Monday, May 26, 2008

"I Can Save You!"


The Feminarian's comments on my post about I Am Legend made me realize that I glossed over an ambiguity in the end of the movie. Just before writing my post, I had read the review from The Journal of Religion and Film. According to that review, it was the 1971 film version The Omega Man which first transformed the novel's protagonist Robert Neville into a Christ-figure by locating the cure in his blood and then having him sacrifice himself. I was thinking of that point when I emphasized the new film's treatment of Neville as a kind of messiah. As The Feminarian pointed out, this led me to forget the fact that it is the female zombie's blood which contains the life-giving cure in the recent version. Nevertheless, it remains true that Neville originally developed the cure by mixing his own blood with lab rats and only later injecting it into the female zombie.

The Religion and Film review argues that turning Neville into a Christ-figure is odd since the point of the original novel is that Neville is in fact unknowingly evil and is destroying innocent lives in search of an unnecessary "cure". I noted clues to this theme in the new movie -- clues made explicit in the DVD's alternate ending. Here I want to argue that the fact that the cure is ultimately found in the zombie's blood, complicates the Religion and Film analysis. It seems that the new movie is not necessarily, as the review argues, moving further in the direction of making Neville into a Christ-figure; rather, the new movie (even in the theatrical version reviewed by Religion and Film) may in fact be moving back toward the ambiguity of the original novel.
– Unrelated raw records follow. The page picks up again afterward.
//! Error types for the legacy configuration service client.

use thiserror::Error;

/// Result type for legacy configuration service operations.
pub type ConfigClientResult<T> = Result<T, ConfigClientError>;

/// Errors returned by [`crate::LegacyConfigClient`].
#[derive(Debug, Error)]
pub enum ConfigClientError {
    /// The service answered with a non-success status.
    #[error("Configuration service returned status {status}")]
    UpstreamStatus {
        /// HTTP status code reported by the service.
        status: u16,
    },

    /// Transport-level failure (connect, timeout, TLS).
    #[error("Configuration service request failed: {0}")]
    Transport(#[from] reqwest::Error),

    /// The response body did not match the expected envelope.
    #[error("Invalid response from configuration service: {0}")]
    InvalidResponse(String),

    /// Client was constructed with unusable parameters.
    #[error("Invalid client configuration: {0}")]
    InvalidConfig(String),
}

impl From<serde_json::Error> for ConfigClientError {
    fn from(e: serde_json::Error) -> Self {
        ConfigClientError::InvalidResponse(e.to_string())
    }
}
//! Legacy configuration service HTTP client (reqwest-based).
//!
//! The legacy service is a generic key/value configuration store. Entries are
//! scoped by `(module, configName)` and addressed by a `code`; reads use a
//! CQL-style query string.

use crate::error::{ConfigClientError, ConfigClientResult};
use crate::models::{ConfigEntry, ConfigEntryList, EntryPayload};
use fedgate_core::TenantId;
use reqwest::{Client, StatusCode};
use std::time::Duration;
use tracing::{debug, info};

/// Header carrying the tenant scope on every request.
pub const TENANT_HEADER: &str = "X-Tenant-ID";

/// Upper bound on entries fetched per scoped query. A `(module, configName)`
/// scope holds at most a handful of codes.
const QUERY_LIMIT: u32 = 100;

/// Client for the legacy key/value configuration service.
///
/// Wraps `reqwest::Client` with fixed connect and request timeouts. There is
/// no per-call cancellation: a caller that gives up simply drops the future
/// and the request runs to completion or failure on its own.
#[derive(Debug, Clone)]
pub struct LegacyConfigClient {
    /// Base URL of the service, without trailing slash.
    base_url: String,
    /// Optional bearer token forwarded on every call.
    token: Option<String>,
    http_client: Client,
}

impl LegacyConfigClient {
    /// Create a new client.
    pub fn new(
        base_url: impl Into<String>,
        token: Option<String>,
        connect_timeout: Duration,
        request_timeout: Duration,
    ) -> ConfigClientResult<Self> {
        let http_client = Client::builder()
            .connect_timeout(connect_timeout)
            .timeout(request_timeout)
            .user_agent("fedgate-config-client/1.0")
            .build()
            .map_err(|e| {
                ConfigClientError::InvalidConfig(format!("Failed to build HTTP client: {e}"))
            })?;

        let base_url = base_url.into().trim_end_matches('/').to_string();
        if base_url.is_empty() {
            return Err(ConfigClientError::InvalidConfig(
                "base URL must not be empty".to_string(),
            ));
        }

        Ok(Self {
            base_url,
            token,
            http_client,
        })
    }

    /// List all entries in a `(module, configName)` scope.
    pub async fn list_entries(
        &self,
        tenant: TenantId,
        module: &str,
        config_name: &str,
    ) -> ConfigClientResult<Vec<ConfigEntry>> {
        let query = format!("(module=={module} AND configName=={config_name})");
        self.query_entries(tenant, &query).await
    }

    /// Create or update a single entry in a `(module, configName)` scope.
    ///
    /// Whether this is a create or an update is decided by a prior lookup of
    /// the code within the scope; the legacy service has no upsert verb.
    /// Returns the entry's identifier.
    pub async fn store_entry(
        &self,
        tenant: TenantId,
        module: &str,
        config_name: &str,
        code: &str,
        value: &str,
    ) -> ConfigClientResult<String> {
        let query = format!("(module=={module} AND configName=={config_name} AND code=={code})");
        let existing = self.query_entries(tenant, &query).await?;

        let payload = EntryPayload {
            module,
            config_name,
            code,
            value,
        };

        if let Some(entry) = existing.into_iter().next() {
            let url = format!("{}/configurations/entries/{}", self.base_url, entry.id);
            let response = self
                .request(self.http_client.put(&url), tenant)
                .json(&payload)
                .send()
                .await?;
            Self::check_status(response.status())?;

            debug!(tenant = %tenant, code, id = %entry.id, "Updated legacy configuration entry");
            Ok(entry.id)
        } else {
            let url = format!("{}/configurations/entries", self.base_url);
            let response = self
                .request(self.http_client.post(&url), tenant)
                .json(&payload)
                .send()
                .await?;
            Self::check_status(response.status())?;

            let created: ConfigEntry = response
                .json()
                .await
                .map_err(|e| ConfigClientError::InvalidResponse(e.to_string()))?;

            debug!(tenant = %tenant, code, id = %created.id, "Created legacy configuration entry");
            Ok(created.id)
        }
    }

    /// Delete an entry by id.
    ///
    /// The client surfaces failures; callers that treat deletion as
    /// best-effort are expected to log and continue.
    pub async fn delete_entry(&self, tenant: TenantId, id: &str) -> ConfigClientResult<()> {
        let url = format!("{}/configurations/entries/{id}", self.base_url);
        let response = self
            .request(self.http_client.delete(&url), tenant)
            .send()
            .await?;
        Self::check_status(response.status())?;

        info!(tenant = %tenant, id, "Deleted legacy configuration entry");
        Ok(())
    }

    async fn query_entries(
        &self,
        tenant: TenantId,
        query: &str,
    ) -> ConfigClientResult<Vec<ConfigEntry>> {
        let url = format!("{}/configurations/entries", self.base_url);
        let limit = QUERY_LIMIT.to_string();
        let response = self
            .request(self.http_client.get(&url), tenant)
            .query(&[("query", query), ("limit", limit.as_str())])
            .send()
            .await?;
        Self::check_status(response.status())?;

        let list: ConfigEntryList = response
            .json()
            .await
            .map_err(|e| ConfigClientError::InvalidResponse(e.to_string()))?;

        debug!(
            tenant = %tenant,
            query,
            total = list.total_records,
            "Queried legacy configuration entries"
        );
        Ok(list.configs)
    }

    fn request(
        &self,
        builder: reqwest::RequestBuilder,
        tenant: TenantId,
    ) -> reqwest::RequestBuilder {
        let builder = builder.header(TENANT_HEADER, tenant.to_string());
        match &self.token {
            Some(token) => builder.bearer_auth(token),
            None => builder,
        }
    }

    fn check_status(status: StatusCode) -> ConfigClientResult<()> {
        if status.is_success() {
            Ok(())
        } else {
            Err(ConfigClientError::UpstreamStatus {
                status: status.as_u16(),
            })
        }
    }
}
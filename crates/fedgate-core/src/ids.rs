//! Strongly typed identifiers.
//!
//! Newtype wrappers around `Uuid` so that different kinds of identifiers
//! cannot be swapped for one another at a call site.
//!
//! # Example
//!
//! ```
//! use fedgate_core::TenantId;
//!
//! let tenant = TenantId::new();
//!
//! fn requires_tenant(id: TenantId) -> String {
//!     id.to_string()
//! }
//!
//! let _ = requires_tenant(tenant);
//! ```

use serde::{Deserialize, Serialize};
use std::fmt::{Display, Formatter};
use std::str::FromStr;
use uuid::Uuid;

/// Error type for ID parsing failures
#[derive(Debug, Clone, PartialEq, Eq)]
pub struct ParseIdError {
    /// The type of ID that failed to parse
    pub id_type: &'static str,
    /// The underlying UUID parse error message
    pub message: String,
}

impl Display for ParseIdError {
    fn fmt(&self, f: &mut Formatter<'_>) -> std::fmt::Result {
        write!(f, "Failed to parse {}: {}", self.id_type, self.message)
    }
}

impl std::error::Error for ParseIdError {}

/// Macro to define a strongly-typed ID type
macro_rules! define_id {
    ($(#[$meta:meta])* $name:ident) => {
        $(#[$meta])*
        #[derive(Debug, Clone, Copy, PartialEq, Eq, Hash, Serialize, Deserialize)]
        #[serde(transparent)]
        pub struct $name(Uuid);

        impl $name {
            /// Creates a new random ID using UUID v4.
            #[must_use]
            pub fn new() -> Self {
                Self(Uuid::new_v4())
            }

            /// Creates an ID from an existing UUID.
            #[must_use]
            pub fn from_uuid(uuid: Uuid) -> Self {
                Self(uuid)
            }

            /// Returns a reference to the underlying UUID.
            #[must_use]
            pub fn as_uuid(&self) -> &Uuid {
                &self.0
            }
        }

        impl Default for $name {
            fn default() -> Self {
                Self::new()
            }
        }

        impl Display for $name {
            fn fmt(&self, f: &mut Formatter<'_>) -> std::fmt::Result {
                write!(f, "{}", self.0)
            }
        }

        impl FromStr for $name {
            type Err = ParseIdError;

            fn from_str(s: &str) -> std::result::Result<Self, Self::Err> {
                Uuid::parse_str(s)
                    .map(Self)
                    .map_err(|e| ParseIdError {
                        id_type: stringify!($name),
                        message: e.to_string(),
                    })
            }
        }

        impl From<$name> for Uuid {
            fn from(id: $name) -> Self {
                id.0
            }
        }
    };
}

define_id!(
    /// Strongly typed identifier for tenants.
    ///
    /// Every SSO configuration record and every cached protocol client is
    /// scoped by a `TenantId`.
    TenantId
);
//! Tenant SSO configuration model.
//!
//! One record per tenant; the local store enforces (and the repository
//! verifies) that no tenant ever accumulates more than one row.

use serde::{Deserialize, Serialize};

/// Default service-provider callback path when none is configured.
pub const DEFAULT_CALLBACK_PATH: &str = "/saml/callback";

/// HTTP binding used to carry a protocol request to the identity provider.
#[derive(Debug, Clone, Copy, Default, PartialEq, Eq, Serialize, Deserialize)]
#[serde(rename_all = "UPPERCASE")]
pub enum SamlBinding {
    /// HTTP-POST form binding (the default).
    #[default]
    Post,
    /// HTTP-Redirect query-string binding.
    Redirect,
}

impl SamlBinding {
    /// Parse a stored binding value. Anything other than `REDIRECT`
    /// (including an absent value) selects the POST binding.
    #[must_use]
    pub fn parse(value: &str) -> Self {
        if value.eq_ignore_ascii_case("REDIRECT") {
            SamlBinding::Redirect
        } else {
            SamlBinding::Post
        }
    }
}

impl std::fmt::Display for SamlBinding {
    fn fmt(&self, f: &mut std::fmt::Formatter<'_>) -> std::fmt::Result {
        match self {
            SamlBinding::Post => write!(f, "POST"),
            SamlBinding::Redirect => write!(f, "REDIRECT"),
        }
    }
}

/// Per-tenant SSO configuration.
///
/// `id` is assigned by the local store on first insert and is `None` for a
/// configuration that has not been persisted yet.
#[derive(Debug, Clone, Default, PartialEq, Serialize, Deserialize)]
#[serde(rename_all = "camelCase")]
pub struct TenantConfiguration {
    /// Local store row identifier; absent until persisted.
    pub id: Option<uuid::Uuid>,
    /// Identity provider endpoint; required before a client can be built.
    pub idp_url: Option<String>,
    /// Base64-encoded PKCS#12 keystore holding the service provider's
    /// signing key and certificate.
    pub keystore_blob: Option<String>,
    /// Password protecting the keystore bundle.
    pub keystore_password: Option<String>,
    /// Password protecting the private key inside the bundle.
    pub private_key_password: Option<String>,
    /// Binding used for outbound authentication requests.
    pub binding: SamlBinding,
    /// Assertion attribute carrying the federated identity.
    pub saml_attribute: Option<String>,
    /// Local user property the federated identity is matched against.
    pub user_property: Option<String>,
    /// Cached identity provider metadata XML.
    pub idp_metadata: Option<String>,
    /// Path component of the service-provider callback URL.
    pub callback_path: Option<String>,
    /// Gateway base URL the callback URL is constructed from.
    pub base_url: Option<String>,
    /// Set whenever secret material changes; previously published
    /// service-provider metadata is stale until republished.
    pub metadata_invalidated: bool,
    /// Identifiers of the legacy entries this record was migrated from.
    /// Empty if the record was never migrated. Bookkeeping only; consumed
    /// by post-migration deletion.
    pub legacy_entry_ids: Vec<String>,
}

impl TenantConfiguration {
    /// Effective callback path, falling back to [`DEFAULT_CALLBACK_PATH`].
    #[must_use]
    pub fn callback_path(&self) -> &str {
        self.callback_path
            .as_deref()
            .filter(|p| !p.is_empty())
            .unwrap_or(DEFAULT_CALLBACK_PATH)
    }

    /// Compare configuration content, ignoring the bookkeeping fields
    /// (`id`, `legacy_entry_ids`).
    #[must_use]
    pub fn content_eq(&self, other: &Self) -> bool {
        let strip = |c: &Self| {
            let mut c = c.clone();
            c.id = None;
            c.legacy_entry_ids = Vec::new();
            c
        };
        strip(self) == strip(other)
    }
}

#[cfg(test)]
mod tests {
    use super::*;

    #[test]
    fn binding_parses_redirect_case_insensitively() {
        assert_eq!(SamlBinding::parse("REDIRECT"), SamlBinding::Redirect);
        assert_eq!(SamlBinding::parse("redirect"), SamlBinding::Redirect);
    }

    #[test]
    fn binding_defaults_to_post() {
        assert_eq!(SamlBinding::parse("POST"), SamlBinding::Post);
        assert_eq!(SamlBinding::parse(""), SamlBinding::Post);
        assert_eq!(SamlBinding::parse("anything"), SamlBinding::Post);
        assert_eq!(SamlBinding::default(), SamlBinding::Post);
    }

    #[test]
    fn callback_path_falls_back_to_default() {
        let mut config = TenantConfiguration::default();
        assert_eq!(config.callback_path(), DEFAULT_CALLBACK_PATH);

        config.callback_path = Some(String::new());
        assert_eq!(config.callback_path(), DEFAULT_CALLBACK_PATH);

        config.callback_path = Some("/sso/return".to_string());
        assert_eq!(config.callback_path(), "/sso/return");
    }

    #[test]
    fn content_eq_ignores_bookkeeping_fields() {
        let mut a = TenantConfiguration {
            idp_url: Some("https://idp.example.com".to_string()),
            ..TenantConfiguration::default()
        };
        let mut b = a.clone();
        a.id = Some(uuid::Uuid::new_v4());
        b.legacy_entry_ids = vec!["x".to_string()];

        assert!(a.content_eq(&b));

        b.idp_url = Some("https://other.example.com".to_string());
        assert!(!a.content_eq(&b));
    }
}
There are, then, a number of ways of reading the film: (1) As in the Religion and Film review, Neville may be read as a Christ-figure who sacrifices himself in the fight against evil and in whose blood the source of life is found; (2) Alternatively, Neville may be read as an anti-Christ who is himself evil and the zombie woman is the Christ-figure who suffers unjust torture, "dies" and is "resurrected" (after the first, failed cure treatment), and in whose blood the cure is found; (3) Or perhaps the point is that the cure for evil is ultimately found when Neville's blood is mixed with the zombie blood, suggesting, as in my original analysis, that God is found in our relationship with others.
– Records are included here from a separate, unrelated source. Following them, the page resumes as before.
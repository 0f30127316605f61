//! SSO configuration error types

use axum::{
    http::StatusCode,
    response::{IntoResponse, Response},
    Json,
};
use fedgate_config_client::ConfigClientError;
use serde::Serialize;
use thiserror::Error;

/// Result type for SSO configuration operations
pub type SsoResult<T> = Result<T, SsoError>;

/// Errors raised by the configuration repository, migration coordinator,
/// client factory, and client registry.
#[derive(Debug, Error)]
pub enum SsoError {
    /// No configuration row exists for the tenant. Recoverable by migration
    /// or by an explicit configuration write; for end users this means
    /// "SSO not configured yet".
    #[error("No SSO configuration found for tenant")]
    ConfigNotFound,

    /// More than one configuration row exists for the tenant. This is a
    /// consistency violation that requires operator intervention; it is
    /// never resolved automatically.
    #[error("Ambiguous SSO configuration state: {count} rows found for tenant, expected at most 1")]
    AmbiguousConfigState {
        /// Number of rows found.
        count: usize,
    },

    /// A field update referenced a configuration code that is not part of
    /// the recognized vocabulary. No mutation is performed.
    #[error("Unsupported configuration code: {0}")]
    UnsupportedConfigCode(String),

    /// The legacy configuration service failed.
    #[error("Legacy configuration service error: {0}")]
    Upstream(#[from] ConfigClientError),

    /// Client construction requires an identity provider URL.
    #[error("IdP URL is not configured for tenant")]
    MissingIdpUrl,

    /// Client construction requires keystore material and generation was
    /// not permitted.
    #[error("Service provider keystore is not configured for tenant")]
    MissingKeyMaterial,

    /// Stored keystore material could not be decoded.
    #[error("Invalid keystore material: {0}")]
    InvalidKeystore(String),

    /// Temporary keystore file read/write/delete failure.
    #[error("Keystore file I/O error: {0}")]
    Io(#[from] std::io::Error),

    /// Local store failure.
    #[error("Database error: {0}")]
    Database(#[from] sqlx::Error),

    /// Key material generation failure.
    #[error("Cryptographic operation failed: {0}")]
    Crypto(String),

    /// Internal error
    #[error("Internal error: {0}")]
    Internal(String),
}

impl From<openssl::error::ErrorStack> for SsoError {
    fn from(e: openssl::error::ErrorStack) -> Self {
        SsoError::Crypto(e.to_string())
    }
}

/// Error response body
#[derive(Debug, Serialize)]
pub struct ErrorResponse {
    pub error: String,
    pub message: String,
}

impl IntoResponse for SsoError {
    fn into_response(self) -> Response {
        let (status, error_code) = match &self {
            // Absence of configuration is a normal state, distinct from the
            // fatal consistency error below.
            SsoError::ConfigNotFound => (StatusCode::NOT_FOUND, "sso_not_configured"),
            SsoError::AmbiguousConfigState { .. } => {
                (StatusCode::INTERNAL_SERVER_ERROR, "config_state_ambiguous")
            }
            SsoError::UnsupportedConfigCode(_) => {
                (StatusCode::BAD_REQUEST, "unsupported_config_code")
            }
            SsoError::Upstream(_) => (StatusCode::BAD_GATEWAY, "config_service_unavailable"),
            SsoError::MissingIdpUrl => (StatusCode::CONFLICT, "idp_url_missing"),
            SsoError::MissingKeyMaterial => (StatusCode::CONFLICT, "keystore_missing"),
            SsoError::InvalidKeystore(_) => (StatusCode::CONFLICT, "keystore_invalid"),
            SsoError::Io(_) => (StatusCode::INTERNAL_SERVER_ERROR, "keystore_io_error"),
            SsoError::Database(_) => (StatusCode::INTERNAL_SERVER_ERROR, "database_error"),
            SsoError::Crypto(_) => (StatusCode::INTERNAL_SERVER_ERROR, "crypto_error"),
            SsoError::Internal(_) => (StatusCode::INTERNAL_SERVER_ERROR, "internal_error"),
        };

        let message = match &self {
            SsoError::Database(e) => {
                tracing::error!("SSO database error: {:?}", e);
                "A database error occurred".to_string()
            }
            SsoError::Io(e) => {
                tracing::error!("SSO keystore I/O error: {:?}", e);
                "A keystore I/O error occurred".to_string()
            }
            SsoError::Crypto(msg) => {
                tracing::error!("SSO cryptographic error: {}", msg);
                "A cryptographic error occurred".to_string()
            }
            SsoError::Internal(msg) => {
                tracing::error!("SSO internal error: {}", msg);
                "An internal error occurred".to_string()
            }
            SsoError::InvalidKeystore(_) => "Stored keystore material is invalid".to_string(),
            // Safe user-facing messages (no secret material, no internals)
            SsoError::ConfigNotFound
            | SsoError::AmbiguousConfigState { .. }
            | SsoError::UnsupportedConfigCode(_)
            | SsoError::Upstream(_)
            | SsoError::MissingIdpUrl
            | SsoError::MissingKeyMaterial => self.to_string(),
        };

        let body = ErrorResponse {
            error: error_code.to_string(),
            message,
        };

        (status, Json(body)).into_response()
    }
}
My preferred reading is (3). What is interesting is that, in the theatrical version, Neville doesn't realize the importance of learning to live in peace with the zombies -- he simply blows himself up, taking as many of them with him as possible. If, as I suggested in my original post, we are to take the film as some sort of statement about the war on terror, the implication becomes that America's insistence on seeing the entire Arab world as "evil" and in need of a western imposed "cure" is the moral equivalent of a suicide bombing. Neville is a self-proclaimed Messiah, shouting at his enemies, "I can save you!" and wondering why they continue to try to kill him. Perhaps the movie wants us to see George W. Bush in Neville's role.

Or am I completely off? Any additional ideas on how to read this movie?

2 comments:

Brandy Daniels said...

No, no other ideas, but I appreciate your thoughts. They offer a much more gracious and nuanced read of the movie than I would have given it. Being a huge fan of movies about dystopic societies, I guess I just expected a lot more from I Am Legend. .... Have you seen Children of Men????

The Film Philosopher said...

Yes, I have seen Children of Men. I loved it, but I want to watch it a couple more times before I try to write about it. I will definitely post about it someday.